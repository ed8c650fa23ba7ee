// src/main.rs
use std::io::{self, BufRead};
use std::path::PathBuf;
use std::sync::atomic::{AtomicBool, Ordering};
use std::sync::mpsc::{self, Sender};
use std::sync::Arc;
use std::thread;
use std::time::Duration;

use anyhow::{bail, Context, Result};
use clap::Parser;
use log::{error, info, warn};

use resoscan::analysis::peak::{Analyzer, FixtureAnalyzer, GaussianPeakAnalyzer, PeakReading};
use resoscan::config::{ExperimentConfig, ReaderConfig};
use resoscan::drivers::port::{list_device_serials, SerialOpener};
use resoscan::drivers::source::{ReplayDevice, SweepDevice, SweepPlan, SyntheticDevice};
use resoscan::drivers::sweep::SweepDriver;
use resoscan::engine::{spawn_reader, ReaderHandle, ReaderLoop};
use resoscan::recorder::{read_peak_csv, ScanRecorder};
use resoscan::types::{ConnectionMode, ReaderCommand, ReaderEvent};

#[derive(Parser, Debug)]
#[command(version, about = "Resonance reader acquisition and analysis", long_about = None)]
struct Cli {
    /// Experiment configuration (JSON).
    #[arg(short, long)]
    config: Option<PathBuf>,

    /// Use simulated devices instead of serial hardware.
    #[arg(long, default_value_t = false)]
    simulate: bool,

    /// Replay recorded sweep CSVs from this directory (implies --simulate).
    #[arg(long, value_name = "DIR")]
    fixtures: Option<PathBuf>,

    /// Replay recorded peak readings instead of fitting (implies --simulate).
    #[arg(long, value_name = "FILE")]
    peaks: Option<PathBuf>,

    /// Override the configured output directory.
    #[arg(short, long, value_name = "DIR")]
    output: Option<PathBuf>,

    /// Print the serial numbers of attached devices and exit.
    #[arg(long, default_value_t = false)]
    list_devices: bool,
}

/// Everything a reader thread needs besides its device and analyzer.
struct Launch<'a> {
    reader: &'a ReaderConfig,
    config: &'a ExperimentConfig,
    events: Sender<ReaderEvent>,
    shutdown: Arc<AtomicBool>,
}

impl Launch<'_> {
    fn start<D, A>(self, mode: ConnectionMode, device: D, analyzer: A) -> Result<ReaderHandle>
    where
        D: SweepDevice + 'static,
        A: Analyzer + 'static,
    {
        let recorder = ScanRecorder::new(self.config.reader_dir(self.reader), &self.reader.name)?;
        let mut reader = ReaderLoop::new(
            self.reader.name.clone(),
            mode,
            device,
            analyzer,
            self.config,
            self.events,
        )
        .with_recorder(recorder);
        reader
            .configure(self.reader)
            .with_context(|| format!("configuring {}", self.reader.name))?;
        spawn_reader(reader, self.shutdown)
            .with_context(|| format!("spawning {}", self.reader.name))
    }
}

fn start_hardware(launch: Launch<'_>) -> Result<ReaderHandle> {
    let reader = launch.reader;
    let opener = SerialOpener::new(
        reader.serial_number.clone(),
        reader.baud_rate,
        Duration::from_millis(reader.timeout_ms),
    );
    let mut driver = SweepDriver::disconnected(opener);
    // Not fatal: the reader keeps retrying and reports an issue if it never connects.
    match driver.perform_handshake() {
        Ok(true) => match driver.firmware_version() {
            Ok(version) => info!("{}: firmware {version}", reader.name),
            Err(e) => warn!("{}: firmware version unavailable: {e}", reader.name),
        },
        Ok(false) => warn!("{}: handshake not acknowledged", reader.name),
        Err(e) => warn!("{}: not connected yet: {e}", reader.name),
    }
    launch.start(ConnectionMode::Hardware, driver, GaussianPeakAnalyzer::new())
}

fn start_simulated(
    launch: Launch<'_>,
    seed: u64,
    fixtures: Option<&PathBuf>,
    peaks: Option<&Vec<PeakReading>>,
) -> Result<ReaderHandle> {
    let reader = launch.reader;
    let mode = ConnectionMode::Simulation;
    match (fixtures, peaks) {
        (Some(dir), Some(peaks)) => launch.start(
            mode,
            ReplayDevice::from_dir(dir)?,
            FixtureAnalyzer::new(peaks.clone()),
        ),
        (Some(dir), None) => launch.start(mode, ReplayDevice::from_dir(dir)?, GaussianPeakAnalyzer::new()),
        (None, peaks) => {
            let plan = SweepPlan::scan(reader.start_mhz, reader.stop_mhz)?;
            let device = SyntheticDevice::new(plan, seed);
            match peaks {
                Some(peaks) => launch.start(mode, device, FixtureAnalyzer::new(peaks.clone())),
                None => launch.start(mode, device, GaussianPeakAnalyzer::new()),
            }
        }
    }
}

/// Reads operator commands from stdin: `c` calibrate, `r` reset run, `q` quit.
/// End of input also stops every reader.
fn watch_stdin(commands: Vec<Sender<ReaderCommand>>, shutdown: Arc<AtomicBool>) {
    let stdin = io::stdin();
    for line in stdin.lock().lines() {
        let Ok(line) = line else { break };
        let command = match line.trim() {
            "q" | "quit" => break,
            "c" => ReaderCommand::Calibrate,
            "r" => ReaderCommand::ResetRun,
            "" => continue,
            other => {
                warn!("unknown command {other:?} (c = calibrate, r = reset run, q = quit)");
                continue;
            }
        };
        for tx in &commands {
            tx.send(command.clone()).ok();
        }
    }
    info!("stopping readers");
    shutdown.store(true, Ordering::Relaxed);
    for tx in &commands {
        tx.send(ReaderCommand::Stop).ok();
    }
}

fn log_event(event: &ReaderEvent) {
    match event {
        // Already logged by the reader itself.
        ReaderEvent::Log { .. } => {}
        ReaderEvent::Status(s) => info!(
            "[{}] {:.3} h: {} points ({} failed), f = {}, growth = {}, harvest {:?}",
            s.reader,
            s.time_hours,
            s.points,
            s.failed_points,
            s.latest_frequency_mhz
                .map_or_else(|| "-".to_owned(), |f| format!("{f:.6} MHz")),
            s.growth_index
                .map_or_else(|| "-".to_owned(), |g| format!("{g:.3} %")),
            s.harvest_phase,
        ),
        ReaderEvent::ScanFailed {
            reader,
            time_hours,
            reason,
        } => warn!("[{reader}] scan at {time_hours:.3} h failed: {reason}"),
        ReaderEvent::IntervalIncreased {
            reader,
            interval_secs,
        } => warn!("[{reader}] scan interval increased to {interval_secs} s"),
        ReaderEvent::ZeroPointSet {
            reader,
            frequency_mhz,
        } => info!("[{reader}] zero point {frequency_mhz:.6} MHz"),
        ReaderEvent::Harvested {
            reader,
            predicted_hours,
        } => info!("[{reader}] HARVEST (predicted {predicted_hours:.2} h)"),
        ReaderEvent::Contaminated { reader, time_hours } => {
            error!("[{reader}] CONTAMINATION suspected at {time_hours:.2} h")
        }
        ReaderEvent::Issue { reader, message } => error!("[{reader}] issue: {message}"),
        ReaderEvent::CalibrationComplete { reader, points } => {
            info!("[{reader}] calibration stored ({points} points)")
        }
        ReaderEvent::Stopped { reader } => info!("[{reader}] stopped"),
    }
}

fn main() -> Result<()> {
    env_logger::Builder::from_env(env_logger::Env::default().default_filter_or("info")).init();
    let cli = Cli::parse();

    if cli.list_devices {
        for serial in list_device_serials().context("enumerating serial ports")? {
            println!("{serial}");
        }
        return Ok(());
    }

    let mut config = match &cli.config {
        Some(path) => ExperimentConfig::load(path)?,
        None => ExperimentConfig::default(),
    };
    if let Some(output) = cli.output {
        config.output_dir = output;
    }
    config.validate()?;

    let peaks = cli.peaks.as_deref().map(read_peak_csv).transpose()?;
    let simulate = cli.simulate || cli.fixtures.is_some() || peaks.is_some();
    info!(
        "{} reader(s), {} mode, output {}",
        config.readers.len(),
        if simulate { "simulation" } else { "hardware" },
        config.output_dir.display()
    );

    let shutdown = Arc::new(AtomicBool::new(false));
    let (tx, rx) = mpsc::channel();
    let mut handles = Vec::new();
    for (i, reader) in config.readers.iter().enumerate() {
        let launch = Launch {
            reader,
            config: &config,
            events: tx.clone(),
            shutdown: shutdown.clone(),
        };
        let started = if simulate {
            start_simulated(launch, i as u64 + 1, cli.fixtures.as_ref(), peaks.as_ref())
        } else {
            start_hardware(launch)
        };
        match started {
            Ok(handle) => handles.push(handle),
            Err(e) => error!("{}: {e:#}", reader.name),
        }
    }
    drop(tx);
    if handles.is_empty() {
        bail!("no reader could be started");
    }

    let commands: Vec<Sender<ReaderCommand>> = handles.iter().map(ReaderHandle::commands).collect();
    let watcher_shutdown = shutdown.clone();
    thread::spawn(move || watch_stdin(commands, watcher_shutdown));

    // Ends once every reader has stopped and dropped its sender.
    for event in rx {
        log_event(&event);
    }
    for handle in handles {
        let name = handle.name().to_owned();
        if handle.join().is_err() {
            error!("{name}: reader thread panicked");
        }
    }
    Ok(())
}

★ ★ ★ ★

**PROBLEM TO WORK ON:**
Retype the records above from the very first line down to the line with "let mut reader", keeping both of those lines. Include nothing beyond them.

**RESPONSE TO THE TASK:**
repository ed8c650fa23ba7ee
// src/main.rs
use std::io::{self, BufRead};
use std::path::PathBuf;
use std::sync::atomic::{AtomicBool, Ordering};
use std::sync::mpsc::{self, Sender};
use std::sync::Arc;
use std::thread;
use std::time::Duration;

use anyhow::{bail, Context, Result};
use clap::Parser;
use log::{error, info, warn};

use resoscan::analysis::peak::{Analyzer, FixtureAnalyzer, GaussianPeakAnalyzer, PeakReading};
use resoscan::config::{ExperimentConfig, ReaderConfig};
use resoscan::drivers::port::{list_device_serials, SerialOpener};
use resoscan::drivers::source::{ReplayDevice, SweepDevice, SweepPlan, SyntheticDevice};
use resoscan::drivers::sweep::SweepDriver;
use resoscan::engine::{spawn_reader, ReaderHandle, ReaderLoop};
use resoscan::recorder::{read_peak_csv, ScanRecorder};
use resoscan::types::{ConnectionMode, ReaderCommand, ReaderEvent};

#[derive(Parser, Debug)]
#[command(version, about = "Resonance reader acquisition and analysis", long_about = None)]
struct Cli {
    /// Experiment configuration (JSON).
    #[arg(short, long)]
    config: Option<PathBuf>,

    /// Use simulated devices instead of serial hardware.
    #[arg(long, default_value_t = false)]
    simulate: bool,

    /// Replay recorded sweep CSVs from this directory (implies --simulate).
    #[arg(long, value_name = "DIR")]
    fixtures: Option<PathBuf>,

    /// Replay recorded peak readings instead of fitting (implies --simulate).
    #[arg(long, value_name = "FILE")]
    peaks: Option<PathBuf>,

    /// Override the configured output directory.
    #[arg(short, long, value_name = "DIR")]
    output: Option<PathBuf>,

    /// Print the serial numbers of attached devices and exit.
    #[arg(long, default_value_t = false)]
    list_devices: bool,
}

/// Everything a reader thread needs besides its device and analyzer.
struct Launch<'a> {
    reader: &'a ReaderConfig,
    config: &'a ExperimentConfig,
    events: Sender<ReaderEvent>,
    shutdown: Arc<AtomicBool>,
}

impl Launch<'_> {
    fn start<D, A>(self, mode: ConnectionMode, device: D, analyzer: A) -> Result<ReaderHandle>
    where
        D: SweepDevice + 'static,
        A: Analyzer + 'static,
    {
        let recorder = ScanRecorder::new(self.config.reader_dir(self.reader), &self.reader.name)?;
        let mut reader = ReaderLoop::new(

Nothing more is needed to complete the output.